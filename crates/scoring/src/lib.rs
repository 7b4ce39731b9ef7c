pub mod benchmark;
pub mod creative;
pub mod keyword;
pub mod scorer;

pub use benchmark::{Benchmark, BenchmarkRegistry, Direction};
pub use creative::{CreativeClassifier, CreativeFlag, CreativeFlags, CreativeWindow};
pub use keyword::{KeywordClassifier, KeywordFlag, KeywordFlags, KeywordMetrics};
pub use scorer::{CampaignScorer, Grade, MetricAssessment, MetricStatus, ScoreOutcome, ScoreResult};
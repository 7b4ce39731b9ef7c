//! Typed UTM-tracking discrepancies. The kind identifiers are stable and
//! shared with the UI labels; each discrepancy carries only the fields
//! relevant to its type.

use serde::{Deserialize, Serialize};
use std::fmt;

/// Closed set of discrepancy types, with stable wire identifiers.
#[derive(Debug, Clone, Copy, PartialEq, Eq, Hash, Serialize, Deserialize)]
pub enum DiscrepancyKind {
    #[serde(rename = "SEM_URL_CAPTURADA")]
    SemUrlCapturada,
    #[serde(rename = "PLACEHOLDERS_NAO_RESOLVIDOS")]
    PlaceholdersNaoResolvidos,
    #[serde(rename = "LANDING_PAGE_DIVERGENTE")]
    LandingPageDivergente,
    #[serde(rename = "UTM_SOURCE_DIVERGENTE")]
    UtmSourceDivergente,
    #[serde(rename = "UTM_MEDIUM_DIVERGENTE")]
    UtmMediumDivergente,
    #[serde(rename = "UTM_CAMPAIGN_DIVERGENTE")]
    UtmCampaignDivergente,
    #[serde(rename = "UTM_CONTENT_DIVERGENTE")]
    UtmContentDivergente,
    #[serde(rename = "SEM_UTMS_NA_URL")]
    SemUtmsNaUrl,
}

impl fmt::Display for DiscrepancyKind {
    fn fmt(&self, f: &mut fmt::Formatter<'_>) -> fmt::Result {
        let s = match self {
            DiscrepancyKind::SemUrlCapturada => "SEM_URL_CAPTURADA",
            DiscrepancyKind::PlaceholdersNaoResolvidos => "PLACEHOLDERS_NAO_RESOLVIDOS",
            DiscrepancyKind::LandingPageDivergente => "LANDING_PAGE_DIVERGENTE",
            DiscrepancyKind::UtmSourceDivergente => "UTM_SOURCE_DIVERGENTE",
            DiscrepancyKind::UtmMediumDivergente => "UTM_MEDIUM_DIVERGENTE",
            DiscrepancyKind::UtmCampaignDivergente => "UTM_CAMPAIGN_DIVERGENTE",
            DiscrepancyKind::UtmContentDivergente => "UTM_CONTENT_DIVERGENTE",
            DiscrepancyKind::SemUtmsNaUrl => "SEM_UTMS_NA_URL",
        };
        f.write_str(s)
    }
}

/// The UTM query parameters the detector compares individually.
#[derive(Debug, Clone, Copy, PartialEq, Eq, Hash, Serialize, Deserialize)]
#[serde(rename_all = "snake_case")]
pub enum UtmParam {
    Source,
    Medium,
    Campaign,
    Content,
}

impl UtmParam {
    pub const ALL: [UtmParam; 4] = [
        UtmParam::Source,
        UtmParam::Medium,
        UtmParam::Campaign,
        UtmParam::Content,
    ];

    pub fn query_key(&self) -> &'static str {
        match self {
            UtmParam::Source => "utm_source",
            UtmParam::Medium => "utm_medium",
            UtmParam::Campaign => "utm_campaign",
            UtmParam::Content => "utm_content",
        }
    }

    pub fn mismatch_kind(&self) -> DiscrepancyKind {
        match self {
            UtmParam::Source => DiscrepancyKind::UtmSourceDivergente,
            UtmParam::Medium => DiscrepancyKind::UtmMediumDivergente,
            UtmParam::Campaign => DiscrepancyKind::UtmCampaignDivergente,
            UtmParam::Content => DiscrepancyKind::UtmContentDivergente,
        }
    }
}

/// A detected mismatch between the configured expected URL and the URL
/// captured from a live click-through.
#[derive(Debug, Clone, PartialEq, Serialize, Deserialize)]
#[serde(tag = "type", rename_all = "snake_case")]
pub enum Discrepancy {
    /// No captured URL exists, or the captured string is not a parsable URL.
    MissingCapturedUrl { raw: Option<String> },
    /// Unresolved template tokens remain in the captured string.
    UnresolvedPlaceholders { tokens: Vec<String> },
    /// Captured host/path differ from the expected landing page.
    LandingPageMismatch { expected: String, captured: String },
    /// Captured URL carries no UTM parameters at all.
    MissingUtms,
    /// One UTM parameter differs between expected and captured.
    UtmMismatch {
        param: UtmParam,
        expected: String,
        captured: Option<String>,
    },
}

impl Discrepancy {
    pub fn kind(&self) -> DiscrepancyKind {
        match self {
            Discrepancy::MissingCapturedUrl { .. } => DiscrepancyKind::SemUrlCapturada,
            Discrepancy::UnresolvedPlaceholders { .. } => {
                DiscrepancyKind::PlaceholdersNaoResolvidos
            }
            Discrepancy::LandingPageMismatch { .. } => DiscrepancyKind::LandingPageDivergente,
            Discrepancy::MissingUtms => DiscrepancyKind::SemUtmsNaUrl,
            Discrepancy::UtmMismatch { param, .. } => param.mismatch_kind(),
        }
    }

    /// Short human-readable detail for the alert feed.
    pub fn detail(&self) -> String {
        match self {
            Discrepancy::MissingCapturedUrl { raw: None } => {
                "No click-through URL was captured".to_string()
            }
            Discrepancy::MissingCapturedUrl { raw: Some(raw) } => {
                format!("Captured string is not a valid URL: {raw}")
            }
            Discrepancy::UnresolvedPlaceholders { tokens } => {
                format!("Unresolved template tokens: {}", tokens.join(", "))
            }
            Discrepancy::LandingPageMismatch { expected, captured } => {
                format!("Landing page {captured} differs from expected {expected}")
            }
            Discrepancy::MissingUtms => "Captured URL carries no UTM parameters".to_string(),
            Discrepancy::UtmMismatch {
                param,
                expected,
                captured,
            } => match captured {
                Some(captured) => format!(
                    "{} is \"{captured}\", expected \"{expected}\"",
                    param.query_key()
                ),
                None => format!("{} is missing, expected \"{expected}\"", param.query_key()),
            },
        }
    }
}

#[cfg(test)]
mod tests {
    use super::*;

    #[test]
    fn test_stable_wire_identifiers() {
        let json = serde_json::to_string(&DiscrepancyKind::SemUrlCapturada).unwrap();
        assert_eq!(json, "\"SEM_URL_CAPTURADA\"");
        let json = serde_json::to_string(&DiscrepancyKind::UtmCampaignDivergente).unwrap();
        assert_eq!(json, "\"UTM_CAMPAIGN_DIVERGENTE\"");

        let back: DiscrepancyKind = serde_json::from_str("\"SEM_UTMS_NA_URL\"").unwrap();
        assert_eq!(back, DiscrepancyKind::SemUtmsNaUrl);
    }

    #[test]
    fn test_param_kind_mapping() {
        assert_eq!(
            UtmParam::Source.mismatch_kind(),
            DiscrepancyKind::UtmSourceDivergente
        );
        assert_eq!(
            UtmParam::Content.mismatch_kind(),
            DiscrepancyKind::UtmContentDivergente
        );
    }
}
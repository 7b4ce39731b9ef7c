//! AdPulse — rule-based scoring and anomaly detection for ad campaigns.
//!
//! Main entry point: loads configuration, builds the engine state, and
//! serves the REST API.

use adpulse_api::{ApiServer, AppState, OpsStore};
use adpulse_core::config::AppConfig;
use adpulse_scoring::{BenchmarkRegistry, CampaignScorer};
use adpulse_tracking::AlertStore;
use clap::Parser;
use std::sync::Arc;
use tracing::info;

#[derive(Parser, Debug)]
#[command(name = "adpulse-server")]
#[command(about = "Campaign scoring and UTM anomaly detection service")]
#[command(version)]
struct Cli {
    /// HTTP port (overrides config)
    #[arg(long, env = "ADPULSE__API__HTTP_PORT")]
    http_port: Option<u16>,

    /// Skip demo data seeding (empty store)
    #[arg(long, default_value_t = false)]
    no_seed: bool,
}

#[tokio::main]
async fn main() -> anyhow::Result<()> {
    tracing_subscriber::fmt()
        .with_env_filter(
            tracing_subscriber::EnvFilter::try_from_default_env()
                .unwrap_or_else(|_| "adpulse=info,tower_http=info".into()),
        )
        .json()
        .init();

    let cli = Cli::parse();

    info!("AdPulse starting up");

    let mut config = AppConfig::load().unwrap_or_else(|e| {
        tracing::warn!(error = %e, "Failed to load config, using defaults");
        AppConfig::default()
    });
    if let Some(port) = cli.http_port {
        config.api.http_port = port;
    }

    let ops = Arc::new(OpsStore::new());
    if !cli.no_seed {
        ops.seed_demo_data();
    }

    let registry = BenchmarkRegistry::from_config(&config.benchmarks);
    let state = AppState {
        ops,
        alerts: Arc::new(AlertStore::new()),
        scorer: Arc::new(CampaignScorer::new(registry, config.scoring.clone())),
    };

    ApiServer::new(config, state).start().await
}
pub mod config;
pub mod error;
pub mod types;

pub use config::AppConfig;
pub use error::{AdPulseError, AdPulseResult};
//! CLI for the strata metrics rollup engine.
//!
//! Provides commands for inspecting streams, querying rollups, driving one
//! rollup pass, rotating raw logs and appending samples by hand.

use std::collections::BTreeSet;
use std::path::{Path, PathBuf};

use clap::{Parser, Subcommand, ValueEnum};
use serde_json::Value;
use strata::{EngineConfig, MetricStream, RangeQuery, RangeResult, Record, Sample, StreamConfig};
use tracing_subscriber::EnvFilter;

/// strata - Tiered rollups for append-only metrics logs.
#[derive(Parser)]
#[command(name = "strata", version, about)]
struct Cli {
    #[command(subcommand)]
    command: Commands,
}

/// Available CLI commands.
#[derive(Subcommand)]
enum Commands {
    /// Display streams, tiers, file sizes and rollup cursors.
    Info {
        /// Path to the engine configuration file.
        config: PathBuf,
    },

    /// Query rollup records of a stream.
    Query {
        /// Path to the engine configuration file.
        config: PathBuf,

        /// Stream to query.
        stream: String,

        /// Tier to read; chosen from `--hours` when omitted.
        #[arg(long, conflicts_with = "hours")]
        tier: Option<String>,

        /// Hours to look back from now.
        #[arg(long, default_value = "24")]
        hours: f64,

        /// Window start in epoch seconds.
        #[arg(long)]
        start: Option<i64>,

        /// Window end in epoch seconds.
        #[arg(long)]
        end: Option<i64>,

        /// Output format.
        #[arg(long, default_value = "csv")]
        format: OutputFormat,
    },

    /// Run one rollup pass over every tier.
    Rollup {
        /// Path to the engine configuration file.
        config: PathBuf,

        /// Only process this stream.
        #[arg(long)]
        stream: Option<String>,
    },

    /// Apply raw retention.
    Rotate {
        /// Path to the engine configuration file.
        config: PathBuf,

        /// Only rotate this stream.
        #[arg(long)]
        stream: Option<String>,
    },

    /// Append JSON samples to a stream's raw log.
    Append {
        /// Path to the engine configuration file.
        config: PathBuf,

        /// Stream to append to.
        stream: String,

        /// One JSON object per sample; `timestamp` defaults to now.
        #[arg(required = true)]
        samples: Vec<String>,
    },
}

/// Output format for query results.
#[derive(Clone, ValueEnum)]
enum OutputFormat {
    /// Comma-separated values.
    Csv,
    /// The full query result as JSON.
    Json,
}

type CliResult<T = ()> = Result<T, Box<dyn std::error::Error>>;

fn main() {
    tracing_subscriber::fmt()
        .with_env_filter(
            EnvFilter::try_from_default_env().unwrap_or_else(|_| EnvFilter::new("info")),
        )
        .with_writer(std::io::stderr)
        .init();

    let cli = Cli::parse();

    let result = match cli.command {
        Commands::Info { config } => cmd_info(&config),
        Commands::Query {
            config,
            stream,
            tier,
            hours,
            start,
            end,
            format,
        } => cmd_query(&config, &stream, tier.as_deref(), hours, start, end, &format),
        Commands::Rollup { config, stream } => cmd_rollup(&config, stream.as_deref()),
        Commands::Rotate { config, stream } => cmd_rotate(&config, stream.as_deref()),
        Commands::Append {
            config,
            stream,
            samples,
        } => cmd_append(&config, &stream, &samples),
    };

    if let Err(e) = result {
        eprintln!("Error: {e}");
        std::process::exit(1);
    }
}

/// Streams named by `only`, or every configured stream.
fn selected_streams<'a>(
    config: &'a EngineConfig,
    only: Option<&str>,
) -> CliResult<Vec<&'a StreamConfig>> {
    match only {
        Some(name) => Ok(vec![config.stream(name)?]),
        None => Ok(config.streams.iter().collect()),
    }
}

/// Implements `strata info <config>`.
fn cmd_info(config_path: &Path) -> CliResult {
    let config = EngineConfig::load(config_path)?;
    println!("Config: {}", config_path.display());
    println!("Streams: {}", config.streams.len());

    for stream_config in &config.streams {
        let stream = MetricStream::open(stream_config.clone())?;
        let info = stream.describe();

        println!();
        println!("Stream \"{}\"", info.name);
        println!(
            "  Raw log: {} ({}, retention {})",
            info.raw_path.display(),
            format_bytes(info.raw_size),
            format_duration_secs(info.raw_retention)
        );

        println!("  Tiers: {}", info.tiers.len());
        for tier in &info.tiers {
            let file = match (tier.file_exists, tier.compressed) {
                (true, true) => format!("{} gzip", format_bytes(tier.file_size)),
                (true, false) => format_bytes(tier.file_size),
                (false, _) => "no file".to_string(),
            };
            println!(
                "    {:<8} every {}, kept {} - {} [{file}]",
                tier.name, tier.interval_label, tier.retention_label, tier.label
            );
        }

        match &info.cursors {
            Some(cursors) => {
                println!("  Cursors:");
                for (tier, cursor) in cursors.iter() {
                    println!(
                        "    {tier:<8} last_processed={} last_bucket_end={} last_rollup={}",
                        cursor.last_processed, cursor.last_bucket_end, cursor.last_rollup
                    );
                }
            }
            None => println!("  Cursors: none"),
        }
    }

    Ok(())
}

/// Implements `strata query <config> <stream>`.
fn cmd_query(
    config_path: &Path,
    stream_name: &str,
    tier: Option<&str>,
    hours: f64,
    start: Option<i64>,
    end: Option<i64>,
    format: &OutputFormat,
) -> CliResult {
    let config = EngineConfig::load(config_path)?;
    let stream = MetricStream::open(config.stream(stream_name)?.clone())?;
    let now = strata::unix_now();

    let result = match tier {
        Some(tier) => stream.query_at(tier, &RangeQuery::between(start, end), now),
        None if start.is_none() && end.is_none() => stream.read_best_at(hours, now),
        None => {
            let tier = stream
                .catalog()
                .best_tier_for_range(hours)
                .ok_or("stream has no tiers")?;
            stream.query_at(&tier.name, &RangeQuery::between(start, end), now)
        }
    };

    if !result.success && matches!(format, OutputFormat::Csv) {
        let reason = result.error.as_deref().unwrap_or("query failed");
        return Err(format!("{reason} (tier '{}')", result.tier).into());
    }

    match format {
        OutputFormat::Csv => print!("{}", to_csv(stream_name, &result)),
        OutputFormat::Json => println!("{}", serde_json::to_string_pretty(&result)?),
    }

    Ok(())
}

/// Implements `strata rollup <config>`.
fn cmd_rollup(config_path: &Path, only: Option<&str>) -> CliResult {
    let config = EngineConfig::load(config_path)?;
    let mut failures = 0;

    for stream_config in selected_streams(&config, only)? {
        let stream = MetricStream::open(stream_config.clone())?;
        let Some(aggregator) = stream.aggregator() else {
            tracing::info!(stream = stream.name(), "no aggregate configured, skipping");
            continue;
        };

        for run in stream.process_all(aggregator) {
            match run.outcome {
                Ok(outcome) => println!("{}/{}: {outcome:?}", stream.name(), run.tier),
                Err(e) => {
                    failures += 1;
                    println!("{}/{}: failed: {e}", stream.name(), run.tier);
                }
            }
        }
    }

    if failures > 0 {
        return Err(format!("{failures} tier run(s) failed").into());
    }
    Ok(())
}

/// Implements `strata rotate <config>`.
fn cmd_rotate(config_path: &Path, only: Option<&str>) -> CliResult {
    let config = EngineConfig::load(config_path)?;

    for stream_config in selected_streams(&config, only)? {
        let stream = MetricStream::open(stream_config.clone())?;
        let stats = stream.rotate_raw();
        println!(
            "{}: purged {} line(s), kept {}",
            stream.name(),
            stats.purged,
            stats.kept
        );
    }

    Ok(())
}

/// Implements `strata append <config> <stream> <json>...`.
fn cmd_append(config_path: &Path, stream_name: &str, samples: &[String]) -> CliResult {
    let config = EngineConfig::load(config_path)?;
    let stream = MetricStream::open(config.stream(stream_name)?.clone())?;

    let now = strata::unix_now();
    let samples = samples
        .iter()
        .map(|text| parse_sample(text, now))
        .collect::<CliResult<Vec<_>>>()?;

    stream.raw().try_append(&samples)?;
    println!("{stream_name}: appended {} sample(s)", samples.len());
    Ok(())
}

/// Parses one JSON object into a sample, stamping it with `now` if it has
/// no `timestamp`.
fn parse_sample(text: &str, now: i64) -> CliResult<Sample> {
    let mut value: Value = serde_json::from_str(text)?;
    let object = value
        .as_object_mut()
        .ok_or_else(|| format!("sample must be a JSON object: {text}"))?;
    object.entry("timestamp").or_insert_with(|| Value::from(now));
    Ok(serde_json::from_value::<Record>(value)?)
}

/// Renders a query result as CSV with a comment header.
///
/// Columns are `timestamp` followed by every other field in name order.
fn to_csv(stream_name: &str, result: &RangeResult) -> String {
    let columns: BTreeSet<&str> = result
        .data
        .iter()
        .flat_map(|record| record.fields.keys().map(String::as_str))
        .collect();

    let mut out = format!(
        "# stream={stream_name}, tier={}, start={}, end={}, records={}\n",
        result.tier, result.period.start, result.period.end, result.count
    );
    out.push_str("timestamp");
    for column in &columns {
        out.push(',');
        out.push_str(column);
    }
    out.push('\n');

    for record in &result.data {
        out.push_str(&record.timestamp.to_string());
        for column in &columns {
            out.push(',');
            out.push_str(&csv_cell(record.get(column)));
        }
        out.push('\n');
    }
    out
}

fn csv_cell(value: Option<&Value>) -> String {
    match value {
        None | Some(Value::Null) => String::new(),
        Some(Value::String(s)) if s.contains([',', '"', '\n']) => {
            format!("\"{}\"", s.replace('"', "\"\""))
        }
        Some(Value::String(s)) => s.clone(),
        Some(other) => other.to_string(),
    }
}

/// Formats seconds as a human-readable duration.
fn format_duration_secs(secs: u64) -> String {
    if secs >= 86400 && secs.is_multiple_of(86400) {
        format!("{}d", secs / 86400)
    } else if secs >= 3600 && secs.is_multiple_of(3600) {
        format!("{}h", secs / 3600)
    } else if secs >= 60 && secs.is_multiple_of(60) {
        format!("{}m", secs / 60)
    } else {
        format!("{secs}s")
    }
}

/// Formats a byte count as a human-readable string.
#[allow(clippy::cast_precision_loss)] // Byte counts are display-only
fn format_bytes(bytes: u64) -> String {
    if bytes >= 1_048_576 {
        format!("{:.1} MB", bytes as f64 / 1_048_576.0)
    } else if bytes >= 1024 {
        format!("{:.1} KB", bytes as f64 / 1024.0)
    } else {
        format!("{bytes} B")
    }
}

#[cfg(test)]
mod tests {
    use super::*;
    use strata::FieldSummary;
    use tempfile::tempdir;

    fn write_config(dir: &Path) -> PathBuf {
        let mut stream = StreamConfig::new("ping", dir.join("data"));
        stream.aggregate = Some(FieldSummary::new(["latency"]).grouped_by("hostname"));
        let config = EngineConfig {
            streams: vec![stream, StreamConfig::new("system", dir.join("data"))],
        };
        let path = dir.join("strata.json");
        config.save(&path).unwrap();
        path
    }

    #[test]
    fn test_parse_sample_defaults_timestamp() {
        let sample = parse_sample(r#"{"latency": 12.5}"#, 1000).unwrap();
        assert_eq!(sample.timestamp, 1000);
        assert_eq!(sample.get_f64("latency"), Some(12.5));

        let stamped = parse_sample(r#"{"timestamp": 5, "host": "a"}"#, 1000).unwrap();
        assert_eq!(stamped.timestamp, 5);

        assert!(parse_sample("[1, 2]", 1000).is_err());
        assert!(parse_sample("not json", 1000).is_err());
    }

    #[test]
    fn test_csv_columns_and_quoting() {
        let result = RangeResult {
            success: true,
            count: 2,
            data: vec![
                Record::new(60).with("avg_latency", 1.5).with("hostname", "a,b"),
                Record::new(120).with("max_latency", 3.0),
            ],
            tier: "1min".to_string(),
            period: strata::Period { start: 0, end: 120 },
            error: None,
        };

        let csv = to_csv("ping", &result);
        let lines: Vec<&str> = csv.lines().collect();
        assert_eq!(lines[0], "# stream=ping, tier=1min, start=0, end=120, records=2");
        assert_eq!(lines[1], "timestamp,avg_latency,hostname,max_latency");
        assert_eq!(lines[2], "60,1.5,\"a,b\",");
        assert_eq!(lines[3], "120,,,3.0");
    }

    #[test]
    fn test_append_and_rollup_commands() {
        let temp_dir = tempdir().unwrap();
        let config_path = write_config(temp_dir.path());

        let samples = vec![
            r#"{"timestamp": 1000, "latency": 10, "hostname": "gw"}"#.to_string(),
            r#"{"timestamp": 1010, "latency": 20, "hostname": "gw"}"#.to_string(),
        ];
        cmd_append(&config_path, "ping", &samples).unwrap();
        cmd_rollup(&config_path, None).unwrap();

        let config = EngineConfig::load(&config_path).unwrap();
        let stream = MetricStream::open(config.stream("ping").unwrap().clone()).unwrap();
        let result = stream.read_range("1min", Some(0), Some(2000));
        assert_eq!(result.count, 1);
        assert_eq!(result.data[0].get_f64("avg_latency"), Some(15.0));

        // The stream without an aggregate is left alone.
        let system = MetricStream::open(config.stream("system").unwrap().clone()).unwrap();
        assert!(!system.state().path().exists());
    }

    #[test]
    fn test_unknown_stream_is_an_error() {
        let temp_dir = tempdir().unwrap();
        let config_path = write_config(temp_dir.path());
        assert!(cmd_rotate(&config_path, Some("thermal")).is_err());
        assert!(cmd_rotate(&config_path, Some("ping")).is_ok());
    }

    #[test]
    fn test_formatting_helpers() {
        assert_eq!(format_bytes(512), "512 B");
        assert_eq!(format_bytes(2048), "2.0 KB");
        assert_eq!(format_duration_secs(86_400), "1d");
        assert_eq!(format_duration_secs(90), "90s");
    }
}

▶ _Work task_
Everything from the line with "let config = EngineConfig::load(&config_path).unwrap();" to the last line of the data is what to return, word for word; leave out the rest.

▶ _Answer to this problem_
        let config = EngineConfig::load(&config_path).unwrap();
        let stream = MetricStream::open(config.stream("ping").unwrap().clone()).unwrap();
        let result = stream.read_range("1min", Some(0), Some(2000));
        assert_eq!(result.count, 1);
        assert_eq!(result.data[0].get_f64("avg_latency"), Some(15.0));

        // The stream without an aggregate is left alone.
        let system = MetricStream::open(config.stream("system").unwrap().clone()).unwrap();
        assert!(!system.state().path().exists());
    }

    #[test]
    fn test_unknown_stream_is_an_error() {
        let temp_dir = tempdir().unwrap();
        let config_path = write_config(temp_dir.path());
        assert!(cmd_rotate(&config_path, Some("thermal")).is_err());
        assert!(cmd_rotate(&config_path, Some("ping")).is_ok());
    }

    #[test]
    fn test_formatting_helpers() {
        assert_eq!(format_bytes(512), "512 B");
        assert_eq!(format_bytes(2048), "2.0 KB");
        assert_eq!(format_duration_secs(86_400), "1d");
        assert_eq!(format_duration_secs(90), "90s");
    }
}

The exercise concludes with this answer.